» **Your instructions**
Draw out every line with the word "take" from the listing below.

[[ Data under study open ]]

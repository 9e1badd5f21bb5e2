//! Impact classification of a roll call.

use super::types::{ImpactLevel, MemberVote};

/// Turnout a vote must exceed (yea + nay) to be considered high impact.
const HIGH_IMPACT_MIN_TOTAL: usize = 200;
/// A high-impact vote is decided by fewer than this many votes.
const HIGH_IMPACT_MAX_MARGIN: usize = 20;

/// Classify a vote from its member votes.
///
/// Only `Yea` and `Nay` count. A vote is [`ImpactLevel::High`] when more than
/// 200 members voted yea or nay and the margin between them is under 20.
#[must_use]
pub fn classify(member_votes: &[MemberVote]) -> ImpactLevel {
    let (yea, nay) = member_votes
        .iter()
        .fold((0usize, 0usize), |(yea, nay), m| match m.vote_cast.as_str() {
            "Yea" => (yea + 1, nay),
            "Nay" => (yea, nay + 1),
            _ => (yea, nay),
        });

    let total = yea + nay;
    let margin = yea.abs_diff(nay);

    if total > HIGH_IMPACT_MIN_TOTAL && margin < HIGH_IMPACT_MAX_MARGIN {
        ImpactLevel::High
    } else {
        ImpactLevel::Low
    }
}

#[cfg(test)]
mod tests {
    use super::*;
    use proptest::prelude::*;

    fn votes(yea: usize, nay: usize, other: usize) -> Vec<MemberVote> {
        let cast = |c: &str| MemberVote {
            first_name: "A".into(),
            last_name: Some("B".into()),
            party: Some("D".into()),
            state: None,
            vote_cast: c.into(),
        };
        std::iter::repeat_with(|| cast("Yea"))
            .take(yea)
            .chain(std::iter::repeat_with(|| cast("Nay")).take(nay))
            .chain(std::iter::repeat_with(|| cast("Not Voting")).take(other))
            .collect()
    }

    #[test]
    fn classify_known_tallies() {
        let cases = [
            (150, 40, ImpactLevel::Low, "wide margin"),
            (140, 130, ImpactLevel::High, "large and close"),
            (5, 3, ImpactLevel::Low, "low turnout"),
            (101, 100, ImpactLevel::High, "total 201 margin 1"),
            (100, 100, ImpactLevel::Low, "total exactly 200"),
            (120, 100, ImpactLevel::Low, "margin exactly 20"),
            (119, 100, ImpactLevel::High, "margin 19"),
            (0, 0, ImpactLevel::Low, "no votes"),
        ];

        for (yea, nay, expected, desc) in cases {
            assert_eq!(classify(&votes(yea, nay, 0)), expected, "case '{desc}'");
        }
    }

    #[test]
    fn present_and_not_voting_are_ignored() {
        let mut members = votes(140, 130, 50);
        members.push(MemberVote {
            first_name: "P".into(),
            last_name: Some("Q".into()),
            party: None,
            state: None,
            vote_cast: "Present".into(),
        });
        assert_eq!(classify(&members), ImpactLevel::High);
    }

    proptest! {
        #[test]
        fn classification_matches_rule(yea in 0usize..300, nay in 0usize..300, other in 0usize..20) {
            let expected = if yea + nay > 200 && yea.abs_diff(nay) < 20 {
                ImpactLevel::High
            } else {
                ImpactLevel::Low
            };
            prop_assert_eq!(classify(&votes(yea, nay, other)), expected);
        }

        #[test]
        fn order_does_not_matter(yea in 0usize..250, nay in 0usize..250) {
            let mut members = votes(yea, nay, 3);
            let forward = classify(&members);
            members.reverse();
            prop_assert_eq!(classify(&members), forward);
        }
    }
}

[[ Data under study closed ]]

» **Result for this task**
            .take(yea)
            .chain(std::iter::repeat_with(|| cast("Nay")).take(nay))
            .chain(std::iter::repeat_with(|| cast("Not Voting")).take(other))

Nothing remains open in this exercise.